“将军有令,抓住陈子昂,就地处决!”
这句话,像是一道惊雷,不仅劈向了陆铮,也狠狠地劈进了身后正准备返回的公爵夫人内卫队耳中。
队长猛地回头,透过战术目镜,死死盯着那个背对着他们、衣衫褴褛的男人背影。
“妈的,被耍了!”
队长怒吼一声,手中的冲锋枪瞬间调转枪口,指向了陆铮的后背。
“开火!别让他跑了!”
前有将军卫队的处决令,后有公爵夫人卫队的醒悟反杀。
前后夹击。
两道钢铁洪流般的杀意,将陆铮死死锁在了这方寸之间的走廊中央,近二十多支黑洞洞的枪口,足以将一只苍蝇打成原子状态。
这是绝境中的绝境。
然而,处于风暴中心的陆铮,眼神却在这一瞬间发生了质变。
那原本用来迷惑敌人的“傲慢”与“示弱”瞬间消散,取而代之的,是一种令人毛骨悚然的血色。
“塔尼娅!”陆铮低吼一声,“灯!”
就像是上帝随手关掉了宇宙的开关。
原本灯火通明的回廊,在千分之一秒内堕入了绝对的黑暗。
这种黑不仅仅是光线的消失,更是对感官的瞬间剥夺,对于早已适应了明亮环境的视网膜来说,这突如其来的黑暗会造成至少三秒的视觉致盲。
三秒。
对于普通人来说,只够惊呼一声。
但对于顶尖的猎手来说,时间足够了。
“切换夜视模式!目标在……”
将军卫队的副官吼声未落,声音便戛然而止。
并非因为他闭了嘴,而是因为他的喉结连同颈椎软骨,已经被一只从黑暗中伸出的铁手硬生生捏碎。
“咔嚓。”
清脆的骨裂声在死寂的走廊里显得格外刺耳。
陆铮在灯灭的瞬间就已经动了,他没有后退,而是像一头在此刻才露出獠牙的黑豹,压低重心,瞬间贴近了副官的怀中。

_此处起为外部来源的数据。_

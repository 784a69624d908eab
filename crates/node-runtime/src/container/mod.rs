//! # Node Context
//!
//! Everything the lifecycle wires at startup, assembled once and shared
//! read-only afterwards. Key material enters through the signer given to
//! the [`ServiceFactory`](crate::services::ServiceFactory); nothing in the
//! context is replaced after it is built.

pub mod config;

use std::sync::Arc;

use shared_bus::InMemoryEventBus;
use shared_types::Peer;
use tm_01_peer_sync::{RequestLimiter, SyncEndpoints};
use tm_02_block_propagation::Multicaster;

pub use config::{ConfigError, NodeConfig, PairConfig, SyncSettings, DEFAULT_PORT};

use crate::adapters::ports::{ChainPort, PeeringPort};
use crate::handlers::{DocumentDispatcher, DocumentInbox};
use crate::keys::SignatureProvider;
use crate::services::ServiceGateway;

#[derive(Clone)]
pub struct NodeContext {
    pub config: Arc<NodeConfig>,
    /// Base58 public key of this node.
    pub public_key: String,
    pub signer: Arc<dyn SignatureProvider>,
    pub services: ServiceGateway,
    pub bus: Arc<InMemoryEventBus>,
    pub dispatcher: Arc<DocumentDispatcher>,
    /// Entry point for documents received from transports.
    pub inbox: DocumentInbox,
    pub multicaster: Arc<Multicaster>,
}

impl NodeContext {
    /// Synthetic peer standing for this node's public endpoint. Freshly
    /// generated blocks are addressed to it.
    #[must_use]
    pub fn self_target(&self) -> Peer {
        Peer::from_endpoint(self.config.self_endpoint())
    }

    /// Read side other nodes synchronize against.
    pub fn sync_endpoints(&self, limiter: Arc<dyn RequestLimiter>) -> SyncEndpoints {
        SyncEndpoints::new(
            Arc::new(ChainPort::new(Arc::clone(&self.services.blockchain))),
            Arc::new(PeeringPort::new(Arc::clone(&self.services.peering))),
            limiter,
        )
    }
}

他在黑暗中甚至不需要视力,空气流动的变化、装备摩擦的细微声响、甚至对方身上那股令人作呕的机械润滑油味道,都是最精准的坐标。
副官那具沉重的动力装甲躯体还没来得及倒下,就已经成了陆铮的人肉盾牌。
“接触!开火!”
其余五名将军卫队的精锐反应极快,战术素养让他们在致盲的瞬间凭借记忆中的方位扣动了扳机。
“哒哒哒哒——!”
电磁步枪幽蓝色的枪口焰在黑暗中疯狂闪烁,瞬间将走廊变成了舞台般的频闪现场。
无数子弹倾泻而出,却全部闷响着钻进了副官的尸体里,动力装甲被打得火花四溅,碎片横飞。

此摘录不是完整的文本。